There are other reasons to like this book, as well. I am a fan of old illustrations, and Vogel shows us woodcuts from Agricola and many other centuries-old books on how to get stuff done. He knows when and how to use a picture along with his thousands of words. He clearly knows his topic in depth, and he also seems to know how to explain in a way that makes sense. I am wondering how much of this material he had cause to test out in front of audiences of university students, such that he knew which parts to linger on, or explain in a different way; there's nothing like the feedback of many faces looking back at you, confused.
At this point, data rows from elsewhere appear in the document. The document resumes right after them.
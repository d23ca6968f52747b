//! Protocol state machines
//!
//! The pairing machine runs until a bound identity exists, then the
//! operational machine takes over. Both send through the shared
//! [`crate::link::LinkTransmitter`] and never touch the transceiver
//! directly.

pub mod operational;
pub mod pairing;

pub use operational::{OperationalEvent, OperationalMachine, OperationalPhase, Settings, SpeedRequest};
pub use pairing::{PairingMachine, PairingPhase, PairingStep};
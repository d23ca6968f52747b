//! Health monitoring
//!
//! Turns protocol symptoms into the single error code shown to the user.

pub mod monitor;

pub use monitor::{classify, ErrorCode, HealthInputs, HealthMonitor};
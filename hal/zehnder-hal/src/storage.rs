//! Persistent storage abstractions
//!
//! Provides a small key-value interface that board code implements on
//! top of flash, NVS or a file.

/// Storage keys for persisted data
///
/// These keys identify the records stored by the engine. The actual
/// storage implementation handles wear leveling and data integrity.
#[derive(Debug, Clone, Copy, PartialEq, Eq)]
#[cfg_attr(feature = "defmt", derive(defmt::Format))]
#[repr(u8)]
pub enum StorageKey {
    /// Learned pairing record (binary postcard format)
    PairingRecord = 0,
    /// Engine configuration overrides (binary postcard format)
    EngineConfig = 1,
}

impl StorageKey {
    /// Get the key as a byte value
    pub fn as_u8(self) -> u8 {
        self as u8
    }

    /// Create a key from a byte value
    pub fn from_u8(value: u8) -> Option<Self> {
        match value {
            0 => Some(StorageKey::PairingRecord),
            1 => Some(StorageKey::EngineConfig),
            _ => None,
        }
    }
}

/// Errors from storage operations
#[derive(Debug, Clone, Copy, PartialEq, Eq)]
#[cfg_attr(feature = "defmt", derive(defmt::Format))]
pub enum StorageError {
    /// Underlying medium failed
    Storage,
    /// Key not found
    NotFound,
    /// Buffer too small for the data
    BufferTooSmall,
    /// Data corrupted or invalid
    Corrupted,
    /// Storage is full
    Full,
}

/// Key-value storage trait
///
/// Implementations should handle:
/// - Wear leveling across flash sectors
/// - Data integrity (CRC or similar)
/// - Atomic replacement of a key's value where possible
pub trait KeyValueStorage {
    /// Read a value by key into the provided buffer
    ///
    /// Returns the number of bytes read.
    fn read(&mut self, key: StorageKey, buffer: &mut [u8]) -> Result<usize, StorageError>;

    /// Write (or replace) a value by key
    fn write(&mut self, key: StorageKey, data: &[u8]) -> Result<(), StorageError>;

    /// Remove a key; removing a missing key is not an error
    fn remove(&mut self, key: StorageKey) -> Result<(), StorageError>;

    /// Check if a key exists in storage
    fn exists(&mut self, key: StorageKey) -> bool {
        let mut probe = [0u8; 0];
        !matches!(self.read(key, &mut probe), Err(StorageError::NotFound))
    }
}
//! Pairing record
//!
//! The identity learned during a join. A record is either complete or
//! absent; any zero field makes the whole record invalid.

use serde::{Deserialize, Serialize};
use zehnder_protocol::{Frame, Header, Payload};

/// Network binding between this controller and one main unit
#[derive(Debug, Clone, Copy, PartialEq, Eq, Serialize, Deserialize)]
#[cfg_attr(feature = "defmt", derive(defmt::Format))]
pub struct PairingRecord {
    pub network_id: u32,
    pub local_device_type: u8,
    pub local_device_id: u8,
    pub peer_device_type: u8,
    pub peer_device_id: u8,
}

impl PairingRecord {
    /// Create a record, rejecting any zero field
    pub fn new(
        network_id: u32,
        local_device_type: u8,
        local_device_id: u8,
        peer_device_type: u8,
        peer_device_id: u8,
    ) -> Option<Self> {
        let record = Self {
            network_id,
            local_device_type,
            local_device_id,
            peer_device_type,
            peer_device_id,
        };
        record.is_valid().then_some(record)
    }

    /// Check that every field is set
    pub fn is_valid(&self) -> bool {
        self.network_id != 0
            && self.local_device_type != 0
            && self.local_device_id != 0
            && self.peer_device_type != 0
            && self.peer_device_id != 0
    }

    /// Header for a frame from us to the peer
    pub fn header_to_peer(&self, ttl: u8) -> Header {
        Header::new(
            self.peer_device_type,
            self.peer_device_id,
            self.local_device_type,
            self.local_device_id,
        )
        .with_ttl(ttl)
    }

    /// Frame from us to the peer
    pub fn frame_to_peer(&self, payload: Payload, ttl: u8) -> Frame {
        Frame::new(self.header_to_peer(ttl), payload)
    }

    /// Check that a header routes from the peer to us
    pub fn routes_to_us(&self, header: &Header) -> bool {
        header.is_addressed_to(self.local_device_type, self.local_device_id)
            && header.is_from(self.peer_device_type, self.peer_device_id)
    }
}
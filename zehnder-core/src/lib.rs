//! Board-agnostic pairing and polling engine for Zehnder RF units
//!
//! This crate contains all protocol logic that does not depend on a
//! specific radio driver or storage medium:
//!
//! - Link transmitter (single in-flight frame, airway wait, retries)
//! - Pairing state machine (join handshake, backoff)
//! - Operational state machine (polling, speed/timer requests)
//! - Health classifier (error code from protocol symptoms)
//! - Engine tying the above to a transceiver, a store and a tick
//! - Configuration and persisted record types
//!
//! Everything is advanced from one cooperative [`Engine::tick`]; driver
//! callbacks only enqueue [`zehnder_hal::RadioEvent`]s.

#![cfg_attr(not(test), no_std)]
#![deny(unsafe_code)]

#[macro_use]
mod fmt;

pub mod clock;
pub mod config;
pub mod engine;
pub mod error;
pub mod health;
pub mod link;
pub mod record;
pub mod state;
pub mod storage;

#[cfg(test)]
mod testing;

pub use config::{ConfigError, EngineConfig};
pub use engine::{Engine, EngineEvent, RadioChannel};
pub use health::ErrorCode;
pub use record::PairingRecord;
pub use state::{Settings, SpeedRequest};
pub use storage::{KvPairingStore, PairingStore};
I was rarely if ever confused while reading this book, and I have no great talent for mechanical devices.

He covers topics like, how is it we took so long to get around to making wheels, and what were the steps along the way? What is a horse-whim? How about a seed fiddle? When you see a drawing of an indeterminate device in ancient Egyptian murals, how do you figure out what it might be? (in his case, you go into your garage and try to replicate it) How do ropes work? (you think you already know, but actually there's a lot more going on than you might realize)

How exactly is it that a falling cat rights itself, mid-fall, so as to "always" land on its feet?

What would cause you to want to read this book? Man, I don't know. You either do or you don't. It's like being in the workshop or garage of a lovable old crank inventor, who shows you one cool old tool or device after another, and explains how they all work. If you don't like that sort of thing, maybe his enthusiasm for it will leave you cold. But I am about as mechanically uninclined as it is possible to be and still have a physical existence, and I found it to be a fun time.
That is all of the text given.